Kollo has not confined himself to grand opera, but made many television appearances, singing lighter repertoire, including an operetta he composed himself. He has also composed and written text for numerous songs, following in the steps of both his father (Willi Kollo) and his grandfather (Walter Kollo), who were operetta composers. He retired from singing in 2013 at the age of 75.

===Personal life===

In 1967, he married pop singer Dorthe Larsen; the couple had a daughter, Nathalie.

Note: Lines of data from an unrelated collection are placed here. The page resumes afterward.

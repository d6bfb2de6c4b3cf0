//! AI stylist backend client
//!
//! Talks to a text/vision completion backend (OpenAI responses API) for
//! two request types: "choose an outfit" from a wardrobe projection and
//! "analyze a photo" into structured item attributes. The response body's
//! free text is coerced into strict JSON before decoding; decoding is a
//! tagged result, never a panic.
//!
//! Model names form an ordered fallback list tried in sequence until one
//! yields a decodable result.

use crate::error::{EngineError, EngineResult};
use mylook_common::models::{Category, Context, Season, WardrobeItem};
use mylook_common::sanitize;
use reqwest::Client;
use serde::{Deserialize, Serialize};
use serde_json::json;
use std::time::Duration;
use tracing::{debug, warn};

/// OpenAI responses endpoint
const OPENAI_RESPONSES_URL: &str = "https://api.openai.com/v1/responses";

/// Timeout for stylist requests
const STYLIST_TIMEOUT: Duration = Duration::from_secs(10);

/// Secondary model tried when the configured one fails
const SECONDARY_MODEL: &str = "gpt-4.1";

/// Token budgets for the two request types
const CHOOSE_MAX_TOKENS: u32 = 400;
const ANALYZE_MAX_TOKENS: u32 = 300;

/// Reduced wardrobe projection sent to the stylist (never image bytes)
#[derive(Debug, Clone, Serialize)]
pub struct WardrobeProjection {
    pub id: String,
    pub name: String,
    pub category: Category,
    pub season: Season,
    pub style_tags: Vec<String>,
}

impl From<&WardrobeItem> for WardrobeProjection {
    fn from(item: &WardrobeItem) -> Self {
        WardrobeProjection {
            id: item.id.to_string(),
            name: item.name.clone(),
            category: item.category,
            season: item.season,
            style_tags: item.style_tags.clone(),
        }
    }
}

/// Outfit selection decoded from the stylist response
#[derive(Debug, Clone, Deserialize)]
pub struct StylistSelection {
    #[serde(rename = "selectedItemIds", default)]
    pub selected_item_ids: Vec<String>,
    #[serde(default)]
    pub reason: Option<String>,
}

/// Item attributes decoded from a photo analysis, already sanitized
#[derive(Debug, Clone)]
pub struct ItemAnalysis {
    pub name: String,
    pub category: Category,
    pub style_tags: Vec<String>,
    pub season: Season,
    pub reason: String,
}

#[derive(Debug, Deserialize)]
struct RawAnalysis {
    name: Option<String>,
    category: Option<String>,
    #[serde(rename = "styleTags", default)]
    style_tags: Vec<String>,
    season: Option<String>,
    reason: Option<String>,
}

impl From<RawAnalysis> for ItemAnalysis {
    fn from(raw: RawAnalysis) -> Self {
        ItemAnalysis {
            name: sanitize::sanitize_name(raw.name.as_deref().unwrap_or("")),
            category: Category::parse_or_default(raw.category.as_deref().unwrap_or("")),
            style_tags: sanitize::sanitize_tags(raw.style_tags),
            season: Season::parse_or_default(raw.season.as_deref().unwrap_or("")),
            reason: raw.reason.map(|r| r.trim().to_string()).unwrap_or_default(),
        }
    }
}

/// Client for the stylist backend
pub struct StylistClient {
    http_client: Client,
    base_url: String,
    api_key: String,
    /// Ordered model fallback list, first entry tried first
    models: Vec<String>,
}

impl StylistClient {
    /// Build a client; the configured model is tried before the secondary
    pub fn new(api_key: String, model: String) -> Self {
        let mut models = vec![model];
        if models[0] != SECONDARY_MODEL {
            models.push(SECONDARY_MODEL.to_string());
        }
        Self::with_base_url(api_key, models, OPENAI_RESPONSES_URL.to_string())
    }

    /// Override endpoint and model list (tests point this at a local
    /// listener or an unroutable port)
    pub fn with_base_url(api_key: String, models: Vec<String>, base_url: String) -> Self {
        Self {
            http_client: Client::builder()
                .timeout(STYLIST_TIMEOUT)
                .build()
                .expect("Failed to create HTTP client"),
            base_url,
            api_key,
            models,
        }
    }

    pub fn has_credential(&self) -> bool {
        !self.api_key.trim().is_empty()
    }

    /// Ask the stylist to choose an outfit from the wardrobe projection
    pub async fn choose_outfit(
        &self,
        wardrobe: &[WardrobeProjection],
        look_type: &str,
        context: &Context,
    ) -> EngineResult<StylistSelection> {
        let prompt = [
            "You are a personal stylist.".to_string(),
            "Choose one outfit from the user wardrobe.".to_string(),
            "Return ONLY valid JSON:".to_string(),
            r#"{"selectedItemIds":["id1","id2"],"reason":"..."}"#.to_string(),
            "Constraints:".to_string(),
            "- include shoes if available".to_string(),
            "- include accessories if matching".to_string(),
            "- use season/weather/time context".to_string(),
            "- match requested look type".to_string(),
            format!("lookType: {}", look_type),
            format!("context: {}", serde_json::to_string(context).unwrap_or_default()),
            format!("wardrobe: {}", serde_json::to_string(wardrobe).unwrap_or_default()),
        ]
        .join("\n");

        self.request_decoded(move |model| {
            json!({
                "model": model,
                "input": prompt.clone(),
                "max_output_tokens": CHOOSE_MAX_TOKENS,
            })
        })
        .await
    }

    /// Analyze a clothing photo into structured item attributes
    pub async fn analyze_item(&self, image_data_url: &str) -> EngineResult<ItemAnalysis> {
        let instruction = concat!(
            "Analyze this clothing image and return only JSON with this shape: ",
            r#"{"name":"...","category":"tops|bottoms|outerwear|dresses|shoes|accessories","#,
            r#""styleTags":["..."],"season":"all|spring|summer|autumn|winter","reason":"..."}"#
        );
        let image = image_data_url.to_string();

        let raw: RawAnalysis = self
            .request_decoded(move |model| {
                json!({
                    "model": model,
                    "input": [{
                        "role": "user",
                        "content": [
                            { "type": "input_text", "text": instruction },
                            { "type": "input_image", "image_url": image.clone() },
                        ],
                    }],
                    "max_output_tokens": ANALYZE_MAX_TOKENS,
                })
            })
            .await?;

        Ok(ItemAnalysis::from(raw))
    }

    /// Try each model in order until one yields a decodable result
    async fn request_decoded<T, F>(&self, build_body: F) -> EngineResult<T>
    where
        T: serde::de::DeserializeOwned,
        F: Fn(&str) -> serde_json::Value,
    {
        let mut last_error = EngineError::Api("No stylist models configured".to_string());
        for model in &self.models {
            match self.request_once(model, build_body(model)).await {
                Ok(decoded) => return Ok(decoded),
                Err(e) => {
                    warn!(model = %model, error = %e, "Stylist model attempt failed");
                    last_error = e;
                }
            }
        }
        Err(last_error)
    }

    async fn request_once<T>(&self, model: &str, body: serde_json::Value) -> EngineResult<T>
    where
        T: serde::de::DeserializeOwned,
    {
        debug!(model, "Sending stylist request");

        let response = self
            .http_client
            .post(&self.base_url)
            .bearer_auth(&self.api_key)
            .json(&body)
            .send()
            .await
            .map_err(|e| EngineError::from_reqwest("stylist request", e))?;

        if !response.status().is_success() {
            let status = response.status();
            let body = response.text().await.unwrap_or_default();
            let snippet: String = body.chars().take(200).collect();
            return Err(EngineError::Api(format!(
                "Stylist backend returned {}: {}",
                status, snippet
            )));
        }

        let payload: serde_json::Value = response
            .json()
            .await
            .map_err(|e| EngineError::Parse(format!("Stylist response body: {}", e)))?;

        let raw_text = extract_response_text(&payload);
        let json_text = sanitize::normalize_json_text(&raw_text);
        if json_text.is_empty() {
            return Err(EngineError::Parse("Stylist returned no text".to_string()));
        }

        serde_json::from_str(&json_text)
            .map_err(|e| EngineError::Parse(format!("Stylist JSON: {}", e)))
    }
}

/// Pull the model's output text out of a responses-API payload.
///
/// Handles both the flattened `output_text` convenience field and the
/// structured `output[].content[]` form.
pub fn extract_response_text(payload: &serde_json::Value) -> String {
    if let Some(text) = payload.get("output_text").and_then(|v| v.as_str()) {
        return text.to_string();
    }

    let mut parts: Vec<&str> = Vec::new();
    if let Some(output) = payload.get("output").and_then(|v| v.as_array()) {
        for entry in output {
            let Some(content) = entry.get("content").and_then(|v| v.as_array()) else {
                continue;
            };
            for chunk in content {
                if chunk.get("type").and_then(|v| v.as_str()) == Some("output_text") {
                    if let Some(text) = chunk.get("text").and_then(|v| v.as_str()) {
                        parts.push(text);
                    }
                }
            }
        }
    }
    parts.join("\n").trim().to_string()
}
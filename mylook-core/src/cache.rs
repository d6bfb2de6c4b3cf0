//! Local cache: a durable key → JSON-blob store over SQLite
//!
//! The cache is a non-authoritative mirror of the remote store. It holds
//! three logical keys (wardrobe list, history list, user settings). A
//! corrupt blob is corrected by falling back to the default value and
//! logging a warning, never by failing the caller.

use crate::error::EngineResult;
use mylook_common::models::{HistoryEntry, Settings, WardrobeItem};
use serde::de::DeserializeOwned;
use serde::Serialize;
use sqlx::SqlitePool;
use std::path::Path;
use tracing::warn;

/// Logical cache keys
pub const KEY_WARDROBE: &str = "mylook.wardrobe";
pub const KEY_HISTORY: &str = "mylook.history";
pub const KEY_SETTINGS: &str = "mylook.settings";

/// Open (or create) the cache database and its table
pub async fn open_cache(db_path: &Path) -> EngineResult<SqlitePool> {
    if let Some(parent) = db_path.parent() {
        std::fs::create_dir_all(parent).map_err(mylook_common::Error::Io)?;
    }

    // SQLite URI with mode=rwc (read, write, create)
    let db_url = format!("sqlite://{}?mode=rwc", db_path.display());
    tracing::debug!("Connecting to cache database: {}", db_url);

    let pool = SqlitePool::connect(&db_url).await?;

    sqlx::query(
        r#"
        CREATE TABLE IF NOT EXISTS cache (
            key TEXT PRIMARY KEY,
            value TEXT NOT NULL
        )
        "#,
    )
    .execute(&pool)
    .await?;

    Ok(pool)
}

/// Load the cached wardrobe list (missing or corrupt → empty)
pub async fn load_wardrobe(db: &SqlitePool) -> EngineResult<Vec<WardrobeItem>> {
    load_blob(db, KEY_WARDROBE).await
}

/// Overwrite the cached wardrobe list
pub async fn store_wardrobe(db: &SqlitePool, items: &[WardrobeItem]) -> EngineResult<()> {
    store_blob(db, KEY_WARDROBE, &items).await
}

/// Load the cached history list (missing or corrupt → empty)
pub async fn load_history(db: &SqlitePool) -> EngineResult<Vec<HistoryEntry>> {
    load_blob(db, KEY_HISTORY).await
}

/// Overwrite the cached history list
pub async fn store_history(db: &SqlitePool, entries: &[HistoryEntry]) -> EngineResult<()> {
    store_blob(db, KEY_HISTORY, &entries).await
}

/// Load user settings (missing or corrupt → defaults)
pub async fn load_settings(db: &SqlitePool) -> EngineResult<Settings> {
    load_blob(db, KEY_SETTINGS).await
}

/// Persist user settings
pub async fn store_settings(db: &SqlitePool, settings: &Settings) -> EngineResult<()> {
    store_blob(db, KEY_SETTINGS, settings).await
}

/// Generic blob getter: missing key or undecodable value yields the
/// type's default
async fn load_blob<T>(db: &SqlitePool, key: &str) -> EngineResult<T>
where
    T: DeserializeOwned + Default,
{
    let row: Option<(String,)> = sqlx::query_as("SELECT value FROM cache WHERE key = ?")
        .bind(key)
        .fetch_optional(db)
        .await?;

    match row {
        Some((value,)) => match serde_json::from_str(&value) {
            Ok(parsed) => Ok(parsed),
            Err(e) => {
                warn!(key, error = %e, "Corrupt cache blob, using default");
                Ok(T::default())
            }
        },
        None => Ok(T::default()),
    }
}

/// Generic blob setter (upsert)
async fn store_blob<T>(db: &SqlitePool, key: &str, value: &T) -> EngineResult<()>
where
    T: Serialize,
{
    let json = serde_json::to_string(value).map_err(mylook_common::Error::Serialization)?;
    sqlx::query(
        "INSERT INTO cache (key, value) VALUES (?, ?) \
         ON CONFLICT(key) DO UPDATE SET value = excluded.value",
    )
    .bind(key)
    .bind(json)
    .execute(db)
    .await?;
    Ok(())
}
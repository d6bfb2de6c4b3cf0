//! Configuration resolution for the MyLook core
//!
//! The stylist credential is resolved from three tiers in priority order:
//! cached settings → environment variable → TOML config. A missing key is
//! not an error — it disables the AI tier and the engine runs on the
//! fallback tier alone.

use mylook_common::config::TomlConfig;
use mylook_common::models::Settings;
use tracing::{info, warn};

/// Environment variable holding the stylist API key
pub const API_KEY_ENV: &str = "MYLOOK_OPENAI_API_KEY";

/// Resolve the stylist API key from the three-tier configuration
pub fn resolve_api_key(settings: &Settings, toml_config: &TomlConfig) -> Option<String> {
    let settings_key = Some(settings.api_key.clone()).filter(|k| is_valid_key(k));
    let env_key = std::env::var(API_KEY_ENV).ok().filter(|k| is_valid_key(k));
    let toml_key = toml_config
        .openai_api_key
        .clone()
        .filter(|k| is_valid_key(k));

    let mut sources = Vec::new();
    if settings_key.is_some() {
        sources.push("settings");
    }
    if env_key.is_some() {
        sources.push("environment");
    }
    if toml_key.is_some() {
        sources.push("TOML");
    }
    if sources.len() > 1 {
        warn!(
            "Stylist API key found in multiple sources: {}. Using {} (highest priority).",
            sources.join(", "),
            sources[0]
        );
    }

    let resolved = settings_key.or(env_key).or(toml_key);
    match &resolved {
        Some(_) => info!("Stylist API key resolved, AI tier enabled"),
        None => info!("No stylist API key configured, AI tier disabled"),
    }
    resolved
}

/// Resolve the model tried first by the stylist: settings, then TOML,
/// then the built-in default
pub fn resolve_model(settings: &Settings, toml_config: &TomlConfig) -> String {
    if !settings.model.trim().is_empty() {
        return settings.model.clone();
    }
    toml_config
        .openai_model
        .clone()
        .filter(|m| !m.trim().is_empty())
        .unwrap_or_else(Settings::default_model)
}

/// Validate an API key (non-empty, non-whitespace)
fn is_valid_key(key: &str) -> bool {
    !key.trim().is_empty()
}
//! Calendar derivation helpers
//!
//! Season and time-of-day come purely from the local calendar clock,
//! independent of hemisphere or any weather-provider data.

use crate::models::{Season, TimeOfDay};
use chrono::{DateTime, Utc};

/// Get current UTC timestamp
pub fn now() -> DateTime<Utc> {
    Utc::now()
}

/// Season for a 1-based calendar month.
///
/// Dec/Jan/Feb → winter, Mar–May → spring, Jun–Aug → summer,
/// Sep–Nov → autumn.
pub fn season_for_month(month: u32) -> Season {
    match month {
        12 | 1 | 2 => Season::Winter,
        3..=5 => Season::Spring,
        6..=8 => Season::Summer,
        _ => Season::Autumn,
    }
}

/// Time-of-day bucket for a 0-based local hour: 06:00–18:59 is day
pub fn time_of_day_for_hour(hour: u32) -> TimeOfDay {
    if (6..19).contains(&hour) {
        TimeOfDay::Day
    } else {
        TimeOfDay::Night
    }
}
//! mylook - command-line front for the MyLook wardrobe engine
//!
//! Wires the core end to end: open the local cache, reconcile against the
//! remote store when one is configured, resolve the ambient context, and
//! print one outfit suggestion. There is no positioning hardware on the
//! command line, so context resolution starts at the IP fallback path.

use anyhow::Result;
use mylook_core::ai::StylistClient;
use mylook_core::providers::geo::GeoClient;
use mylook_core::providers::weather::WeatherClient;
use mylook_core::remote::SupabaseStore;
use mylook_core::suggest::SuggestionParams;
use mylook_core::AppState;
use std::sync::Arc;
use tracing::info;
use tracing_subscriber::EnvFilter;

#[tokio::main]
async fn main() -> Result<()> {
    // Initialize tracing; RUST_LOG overrides the config file directive
    let config_path = mylook_common::config::default_config_path()?;
    let config = mylook_common::config::load_config(&config_path)?;

    let filter = EnvFilter::try_from_default_env().unwrap_or_else(|_| {
        EnvFilter::new(config.log_filter.clone().unwrap_or_else(|| "info".to_string()))
    });
    tracing_subscriber::fmt().with_env_filter(filter).init();

    info!("Starting mylook {}", env!("CARGO_PKG_VERSION"));

    // Local cache
    let cache_path = config
        .cache_path
        .clone()
        .unwrap_or_else(mylook_common::config::default_cache_path);
    info!("Cache database: {}", cache_path.display());
    let db = mylook_core::cache::open_cache(&cache_path).await?;

    // Remote store, if configured
    let remote = match (&config.supabase_url, &config.supabase_key) {
        (Some(url), Some(key)) => {
            info!("Remote store configured: {}", url);
            Some(Arc::new(SupabaseStore::new(
                url.clone(),
                key.clone(),
                config.bucket().to_string(),
            )) as Arc<dyn mylook_core::remote::RemoteStore>)
        }
        _ => {
            info!("Remote store not configured, using local cache only");
            None
        }
    };

    let mut state = AppState::load(db, remote).await?;

    // Startup reconciliation
    if let Some(report) = state.reconcile().await? {
        info!(
            wardrobe = %report.wardrobe.status,
            history = %report.history.status,
            "Reconciliation finished"
        );
    }

    if state.wardrobe.is_empty() {
        println!("Wardrobe is empty. Add items before generating a look.");
        return Ok(());
    }

    // Ambient context (IP path only on the command line)
    let geo = GeoClient::new();
    let weather = WeatherClient::new();
    let context = mylook_core::context::resolve_context(None, &geo, &weather).await;
    println!("Context: {}", context.summary());
    state.context = Some(context.clone());

    // Stylist, when a credential resolves
    let stylist = mylook_core::config::resolve_api_key(&state.settings, &config).map(|key| {
        StylistClient::new(key, mylook_core::config::resolve_model(&state.settings, &config))
    });

    let look_type = mylook_common::models::PREDEFINED_LOOKS[0];
    let suggestion = mylook_core::suggest::generate_suggestion(
        &state.wardrobe,
        look_type,
        &context,
        stylist.as_ref(),
        &SuggestionParams::default(),
    )
    .await?;

    println!("Look: {} (source: {:?})", suggestion.look_type, suggestion.source);
    for item in &suggestion.outfit {
        println!("  - {}: {}", item.category, item.name);
    }
    if suggestion.outfit.is_empty() {
        println!("  (no valid outfit for the current season)");
    }
    println!("Why: {}", suggestion.rationale);

    Ok(())
}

He has been married since 1982 to Beatrice Bouquet (a dancer) and they have three children, Florence, Magali, and Oliver Walter.

==Recordings==

Kollo has made numerous recordings, including Tannhäuser (conducted by Sir Georg Solti, 1970), Das Lied von der Erde (Karajan 1973), Die Meistersinger von Nürnberg (Karajan 1970, and, later, Solti, 1975–76), Parsifal (Solti, 1971–72, and, later, Herbert Kegel, 1975), Die tote Stadt (with Carol Neblett, conducted by Erich Leinsdorf, 1975), The Bartered Bride (with Stratas, conducted by Jaroslav Krombholc, 1975), Rienzi (conducted by Heinrich Hollreiser, 1974–76), Der fliegende Holländer (Solti, 1976), Ariadne auf Naxos (Solti, 1977), Fidelio (conducted by Leonard Bernstein, 1978), Der Freischütz (conducted by Rafael Kubelík, 1979), Lohengrin (with Dunja Vejzovic as Ortrud, led by Karajan 1975–81), Siegfried (conducted by Marek Janowski, 1982), Tristan und Isolde (with Dame Margaret Price, conducted by Carlos Kleiber, 1980–82), Götterdämmerung (Janowski, 1983), Die Frau ohne Schatten (with Cheryl Studer as the Empress (Kaiserin), conducted by Wolfgang Sawallisch, 1987), and Die Dreigroschenoper (with Helge Dernesch, led by John Mauceri, 1988). Kollo has also recorded the Wesendonck Lieder (conducted by Christian Thielemann, 1992).

On video, two performances of his Tristan can be found: a 1983 production staged at the Bayreuth Festival by Jean-Pierre Ponnelle (with Johanna Meier as Isolde) and a 1993 production from Berlin, directed by Götz Friedrich (with Dame Gwyneth Jones as the Irish princess).